Work item |
Print the entries once more, unchanged.
(Beginning of Available data)
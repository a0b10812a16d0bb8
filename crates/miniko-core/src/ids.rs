//! Task identifiers.

use serde::{Deserialize, Serialize};
use std::fmt;
use std::num::ParseIntError;
use std::str::FromStr;

/// Store-assigned task identifier.
///
/// Ids come from SQLite's rowid allocation and are never reused, so a
/// `TaskId` always refers to at most one task over the life of a journal.
#[derive(Clone, Copy, Debug, Hash, Eq, PartialEq, Ord, PartialOrd, Serialize, Deserialize)]
#[serde(transparent)]
pub struct TaskId(i64);

impl TaskId {
    /// Wrap a raw rowid.
    pub fn new(raw: i64) -> Self {
        Self(raw)
    }

    /// The raw rowid, for binding into SQL.
    pub fn get(self) -> i64 {
        self.0
    }
}

impl From<i64> for TaskId {
    fn from(raw: i64) -> Self {
        Self(raw)
    }
}

impl fmt::Display for TaskId {
    fn fmt(&self, f: &mut fmt::Formatter<'_>) -> fmt::Result {
        write!(f, "{}", self.0)
    }
}

impl FromStr for TaskId {
    type Err = ParseIntError;
    fn from_str(s: &str) -> Result<Self, Self::Err> {
        s.trim().parse().map(Self)
    }
}
//! Column accessors that map read failures to [`StoreError::CorruptRow`].

use crate::error::StoreError;

/// Get a column value from a row, returning `CorruptRow` on failure.
///
/// Use `Option<T>` for nullable columns.
pub fn get<T: rusqlite::types::FromSql>(
    row: &rusqlite::Row<'_>,
    idx: usize,
    table: &'static str,
    column: &'static str,
) -> Result<T, StoreError> {
    row.get(idx).map_err(|e| StoreError::CorruptRow {
        table,
        column,
        detail: e.to_string(),
    })
}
(End of Available data)
Expected output |
repository a0b10812a16d0bb8
filename crates/miniko-core/src/ids.rs
//! Task identifiers.

use serde::{Deserialize, Serialize};
use std::fmt;
use std::num::ParseIntError;
use std::str::FromStr;

/// Store-assigned task identifier.
///
/// Ids come from SQLite's rowid allocation and are never reused, so a
/// `TaskId` always refers to at most one task over the life of a journal.
#[derive(Clone, Copy, Debug, Hash, Eq, PartialEq, Ord, PartialOrd, Serialize, Deserialize)]
#[serde(transparent)]
pub struct TaskId(i64);

impl TaskId {
    /// Wrap a raw rowid.
    pub fn new(raw: i64) -> Self {
        Self(raw)
    }

    /// The raw rowid, for binding into SQL.
    pub fn get(self) -> i64 {
        self.0
    }
}

impl From<i64> for TaskId {
    fn from(raw: i64) -> Self {
        Self(raw)
    }
}

impl fmt::Display for TaskId {
    fn fmt(&self, f: &mut fmt::Formatter<'_>) -> fmt::Result {
        write!(f, "{}", self.0)
    }
}

impl FromStr for TaskId {
    type Err = ParseIntError;
    fn from_str(s: &str) -> Result<Self, Self::Err> {
        s.trim().parse().map(Self)
    }
}
//! Column accessors that map read failures to [`StoreError::CorruptRow`].

use crate::error::StoreError;

/// Get a column value from a row, returning `CorruptRow` on failure.
///
/// Use `Option<T>` for nullable columns.
pub fn get<T: rusqlite::types::FromSql>(
    row: &rusqlite::Row<'_>,
    idx: usize,
    table: &'static str,
    column: &'static str,
) -> Result<T, StoreError> {
    row.get(idx).map_err(|e| StoreError::CorruptRow {
        table,
        column,
        detail: e.to_string(),
    })
}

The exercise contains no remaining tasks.